• _Task directions_: Below are the records; count how many of their lines carry "contains" and give only the number.

Top of Provided material

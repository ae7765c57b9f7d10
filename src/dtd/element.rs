// Copyright 2026 The sgml5ever Project Developers. See the
// COPYRIGHT file at the top-level directory of this distribution.
//
// Licensed under the Apache License, Version 2.0 <LICENSE-APACHE or
// http://www.apache.org/licenses/LICENSE-2.0> or the MIT license
// <LICENSE-MIT or http://opensource.org/licenses/MIT>, at your
// option. This file may not be copied, modified, or distributed
// except according to those terms.

//! Element symbols of a DTD.

use std::rc::Rc;

use crate::dtd::attribute::AttributeDecl;
use crate::dtd::content_model::ContentModel;

/// Index of an element in its DTD's table. Dense, assigned at
/// creation, stable for the DTD's lifetime. Index 0 is `#PCDATA`.
pub type ElementId = usize;

/// The declared content class of an element.
#[derive(Copy, Clone, PartialEq, Eq, Debug)]
pub enum ElementKind {
    /// Auto-created placeholder for a name the DTD never declared.
    Unknown,
    Any,
    Cdata,
    Empty,
    Rcdata,
    /// Content constrained by a [`ContentModel`].
    Model,
    /// An arbitrary user code carried through unchanged.
    Other(u32),
}

/// A growable bit-set over element indices.
///
/// Bit `i` set in an element's exclusion set forbids element `i`
/// anywhere below it; in the inclusion set it permits element `i`
/// regardless of the content model.
#[derive(Clone, Debug, Default, PartialEq, Eq)]
pub struct ElementSet {
    bits: Vec<u64>,
}

impl ElementSet {
    pub fn new() -> ElementSet {
        ElementSet::default()
    }

    pub fn insert(&mut self, index: ElementId) {
        let word = index / 64;
        if word >= self.bits.len() {
            self.bits.resize(word + 1, 0);
        }
        self.bits[word] |= 1 << (index % 64);
    }

    pub fn contains(&self, index: ElementId) -> bool {
        match self.bits.get(index / 64) {
            Some(word) => word & (1 << (index % 64)) != 0,
            None => false,
        }
    }
}

impl FromIterator<ElementId> for ElementSet {
    fn from_iter<I: IntoIterator<Item = ElementId>>(iter: I) -> ElementSet {
        let mut set = ElementSet::new();
        for index in iter {
            set.insert(index);
        }
        set
    }
}

/// A named grammar symbol of a DTD.
///
/// Elements are created and updated only through the owning [`Dtd`]'s
/// definition operations; the name is uppercased there for canonical
/// lookup.
///
/// [`Dtd`]: crate::dtd::Dtd
#[derive(Clone, Debug)]
pub struct Element {
    pub index: ElementId,
    pub name: String,
    pub kind: ElementKind,
    pub omit_start: bool,
    pub omit_end: bool,
    /// None when the kind carries no model (EMPTY, CDATA, ...).
    pub content: Option<Rc<ContentModel>>,
    pub attributes: Vec<AttributeDecl>,
    pub exclusions: Option<ElementSet>,
    pub inclusions: Option<ElementSet>,
    /// Opaque user payload.
    pub data: Option<String>,
}

impl Element {
    pub(crate) fn unknown(index: ElementId, name: String) -> Element {
        Element {
            index,
            name,
            kind: ElementKind::Unknown,
            omit_start: false,
            omit_end: false,
            content: None,
            attributes: vec![],
            exclusions: None,
            inclusions: None,
            data: None,
        }
    }

    pub fn is_empty(&self) -> bool {
        self.kind == ElementKind::Empty
    }

    pub fn attribute(&self, name: &str) -> Option<&AttributeDecl> {
        self.attributes
            .iter()
            .find(|decl| decl.name.eq_ignore_ascii_case(name))
    }

    /// The first declared attribute whose enumeration contains the
    /// given literal.
    pub fn attribute_by_value(&self, literal: &str) -> Option<&AttributeDecl> {
        self.attributes
            .iter()
            .find(|decl| decl.values.is_some() && decl.allows(literal))
    }
}

#[cfg(test)]
mod test {
    use super::{Element, ElementKind, ElementSet};

    #[test]
    fn set_growth_and_membership() {
        let mut set = ElementSet::new();
        assert!(!set.contains(0));
        set.insert(3);
        set.insert(130);
        assert!(set.contains(3));
        assert!(set.contains(130));
        assert!(!set.contains(64));
        assert!(!set.contains(1000));
    }

    #[test]
    fn is_empty_tracks_kind() {
        let mut e = Element::unknown(1, "BR".into());
        assert!(!e.is_empty());
        e.kind = ElementKind::Empty;
        assert!(e.is_empty());
    }
}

Bottom of Provided material

• _Task output_: 7